In this study the specifically synthesized and immobilized cDNAs served as templates for the subsequent specific PCR reactions.

In common studies the RT-PCR products are primarily not immobilized, e.g. Juang et al. [10], but are in solution and therefore detected by gel electrophoresis.

An approach of RT-PCR and a subsequent immobilization of the products directly after the reaction was described by Wilson and Carson [11]. They used microwells (NucleoLink Strips), in which the primers were immobilized. Detection of the RT-PCR products was realized by hybridization with biotin-labeled probes and a streptavidine–alkaline phosphatase assay.

In contrast with comparable investigations, in this study no subsequent hybridization was necessary and we worked with total RNA preparations from 1 μg down to 5 pg, and the low concentration was not the detection limit. More experiments with reduced RNA concentrations must be conducted to reveal the detection limit.

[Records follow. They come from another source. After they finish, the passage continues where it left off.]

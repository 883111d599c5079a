//! Generation counter used to invalidate abandoned attempts.
//!
//! Every attempt takes a [`GenerationLease`] when it starts. Bumping the
//! counter (on timeout, stop, or a newer attempt) makes every outstanding
//! lease stale; capabilities check their lease before producing effects.

use std::sync::atomic::{AtomicU64, Ordering};
use std::sync::Arc;

#[derive(Debug, Clone, Default)]
pub struct GenerationCounter {
    current: Arc<AtomicU64>,
}

impl GenerationCounter {
    pub fn new() -> Self {
        Self::default()
    }

    pub fn current(&self) -> u64 {
        self.current.load(Ordering::Acquire)
    }

    /// Invalidate all leases taken so far. Returns the new generation.
    pub fn bump(&self) -> u64 {
        self.current.fetch_add(1, Ordering::AcqRel) + 1
    }

    /// Start a new generation and hand out a lease for it.
    pub fn begin(&self) -> GenerationLease {
        let generation = self.bump();
        GenerationLease {
            generation,
            counter: self.current.clone(),
        }
    }

    /// Bump only if `lease` is still current, so a finished attempt never
    /// invalidates a newer one. Returns whether the bump happened.
    pub fn invalidate(&self, lease: &GenerationLease) -> bool {
        self.current
            .compare_exchange(
                lease.generation,
                lease.generation + 1,
                Ordering::AcqRel,
                Ordering::Acquire,
            )
            .is_ok()
    }

    /// Lease for the current generation without invalidating anything.
    pub fn lease(&self) -> GenerationLease {
        GenerationLease {
            generation: self.current(),
            counter: self.current.clone(),
        }
    }
}

/// Snapshot of the generation an attempt belongs to.
#[derive(Debug, Clone)]
pub struct GenerationLease {
    generation: u64,
    counter: Arc<AtomicU64>,
}

impl GenerationLease {
    pub fn generation(&self) -> u64 {
        self.generation
    }

    pub fn is_current(&self) -> bool {
        self.counter.load(Ordering::Acquire) == self.generation
    }

    pub fn is_stale(&self) -> bool {
        !self.is_current()
    }
}

#[cfg(test)]
mod tests {
    use super::*;

    #[test]
    fn test_invalidate_only_touches_current_lease() {
        let counter = GenerationCounter::new();
        let old = counter.begin();
        let newer = counter.begin();
        assert!(!counter.invalidate(&old));
        assert!(newer.is_current());
        assert!(counter.invalidate(&newer));
        assert!(newer.is_stale());
    }

    #[test]
    fn test_bump_invalidates_outstanding_leases() {
        let counter = GenerationCounter::new();
        let first = counter.begin();
        assert!(first.is_current());

        let second = counter.begin();
        assert!(first.is_stale());
        assert!(second.is_current());
        assert_eq!(second.generation(), first.generation() + 1);

        counter.bump();
        assert!(second.is_stale());
    }

    #[test]
    fn test_lease_observes_without_bumping() {
        let counter = GenerationCounter::new();
        let before = counter.current();
        let lease = counter.lease();
        assert_eq!(counter.current(), before);
        assert!(lease.is_current());
    }
}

For on-chip-PCR application the immobilized primer is often also added as a dissolved primer for increased reaction efficiency [12, 13]. This is not necessary for the method described here, because random hexamer primers and/or oligo-dT primers were used during the cDNA synthesis to enhance the amount of template. Residual hexamers and generated short cDNAs serve as additional free primers for the PCR reaction.

Based on these results our method is practicable for analysis of genes from small amounts of RNA and therefore may be an interesting new tool for studying laser capture microdissected probes of “lab-on-chip” applications or detecting low-abundance genes.

Conclusion

Our application uses on-chip RT-PCR as a technology for detection of mRNAs from total RNA preparations. No pre-amplification step is required for this method, because the amplification and detection is integrated as an on-chip RT-PCR with immobilized specific primers. The approach detects the specific gene of interest based on a microarray spotted on a glassy surface. We minimized the detection procedure of the amplification products by incorporation of fluorescence-labeled primers during PCR cycling. The generated amplicons can be detected directly by commercial standard scanners.

The described technique is suitable for study of small sets of genes, but for a large number of samples. Therefore this method could be applicable for diagnostic analysis, which often needs to detect only a few specific genes of interest. Using this convenient strategy it must be possible to amplify immobilized templates that serve as functional RNA templates for subsequent translation of phenotypic individual proteins.

Our described method of reverse transcription of RNA in cDNA, followed by PCR of specific gene sequences and their detection on a microarray-based support, combined in a single reaction, is a promising up-to-date solution for the lab-on-chip technology and represents an active array building block for point-of-care applications.